YOUR ASSIGNMENT
Return each line of the records holding the string "FilteredCleanBounce".

DATA UNDER STUDY

//! The closed catalog of bulk maintenance operations.

use std::fmt;
use std::path::PathBuf;

use chrono::NaiveDateTime;
use serde::{Deserialize, Serialize};

/// Format used for the `FilteredCleanOlderThan` threshold, both when parsing
/// operator input and when substituting it into a script.
pub const THRESHOLD_FORMAT: &str = "%Y-%m-%d %H:%M:%S";

/// One maintenance operation with its parameters.
///
/// Immutable once constructed; fully determines which script templates are
/// resolved and in what order.
#[derive(Debug, Clone, PartialEq, Eq, Serialize, Deserialize)]
#[serde(tag = "type", rename_all = "snake_case")]
pub enum MaintenanceOperation {
    /// Delete all collected visit data, optionally including IP lookup data.
    FullClean { remove_ips: bool },
    /// Delete visits older than the threshold.
    FilteredCleanOlderThan { threshold: NaiveDateTime },
    /// Delete bounce visits (single page view).
    FilteredCleanBounce,
    /// Delete visits whose `column` equals `literal`.
    FilteredCleanCustomRule { column: String, literal: String },
    /// Rebuild datastore indexes, online or offline.
    RebuildIndex { online: bool },
    /// Delete visits recorded for robots.
    RemoveBots,
    /// Write a datastore-native backup to the destination.
    Backup { destination_path: PathBuf },
    /// Push every definition record from the hierarchy into the datastore.
    SyncDefinitions,
}

impl MaintenanceOperation {
    /// Stable machine name, used in logs and audit entries.
    pub fn name(&self) -> &'static str {
        match self {
            MaintenanceOperation::FullClean { .. } => "clean_all",
            MaintenanceOperation::FilteredCleanOlderThan { .. } => "clean_older_than",
            MaintenanceOperation::FilteredCleanBounce => "clean_bounce_visits",
            MaintenanceOperation::FilteredCleanCustomRule { .. } => "clean_custom_rule",
            MaintenanceOperation::RebuildIndex { .. } => "rebuild_index",
            MaintenanceOperation::RemoveBots => "remove_bots",
            MaintenanceOperation::Backup { .. } => "backup_database",
            MaintenanceOperation::SyncDefinitions => "sync_definitions",
        }
    }

    /// Whether the operation deletes in bulk and therefore must run inside
    /// the cascade constraint bracket.
    pub fn is_governed(&self) -> bool {
        matches!(
            self,
            MaintenanceOperation::FullClean { .. }
                | MaintenanceOperation::FilteredCleanOlderThan { .. }
                | MaintenanceOperation::FilteredCleanBounce
                | MaintenanceOperation::FilteredCleanCustomRule { .. }
                | MaintenanceOperation::RemoveBots
        )
    }

    /// Parse an operator-supplied threshold in [`THRESHOLD_FORMAT`].
    pub fn parse_threshold(input: &str) -> Result<NaiveDateTime, chrono::ParseError> {
        NaiveDateTime::parse_from_str(input.trim(), THRESHOLD_FORMAT)
    }
}

impl fmt::Display for MaintenanceOperation {
    fn fmt(&self, f: &mut fmt::Formatter<'_>) -> fmt::Result {
        match self {
            MaintenanceOperation::FullClean { remove_ips } => {
                write!(f, "clean_all(remove_ips={remove_ips})")
            }
            MaintenanceOperation::FilteredCleanOlderThan { threshold } => {
                write!(
                    f,
                    "clean_older_than(threshold={})",
                    threshold.format(THRESHOLD_FORMAT)
                )
            }
            MaintenanceOperation::FilteredCleanCustomRule { column, literal } => {
                write!(f, "clean_custom_rule(column={column}, value={literal})")
            }
            MaintenanceOperation::RebuildIndex { online } => {
                write!(f, "rebuild_index(online={online})")
            }
            MaintenanceOperation::Backup { destination_path } => {
                write!(f, "backup_database(path={})", destination_path.display())
            }
            other => f.write_str(other.name()),
        }
    }
}

/// Referential-integrity mode of the datastore.
///
/// This is datastore-global state, not owned by any one job. The rest
/// value is `Standard`.
#[derive(Debug, Clone, Copy, PartialEq, Eq, Default, Serialize, Deserialize)]
#[serde(rename_all = "snake_case")]
pub enum ConstraintMode {
    /// Constraints cascade deletes to dependent rows.
    Cascade,
    /// Normal, non-cascading constraints.
    #[default]
    Standard,
}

OUTPUT
    FilteredCleanBounce,
            MaintenanceOperation::FilteredCleanBounce => "clean_bounce_visits",
                | MaintenanceOperation::FilteredCleanBounce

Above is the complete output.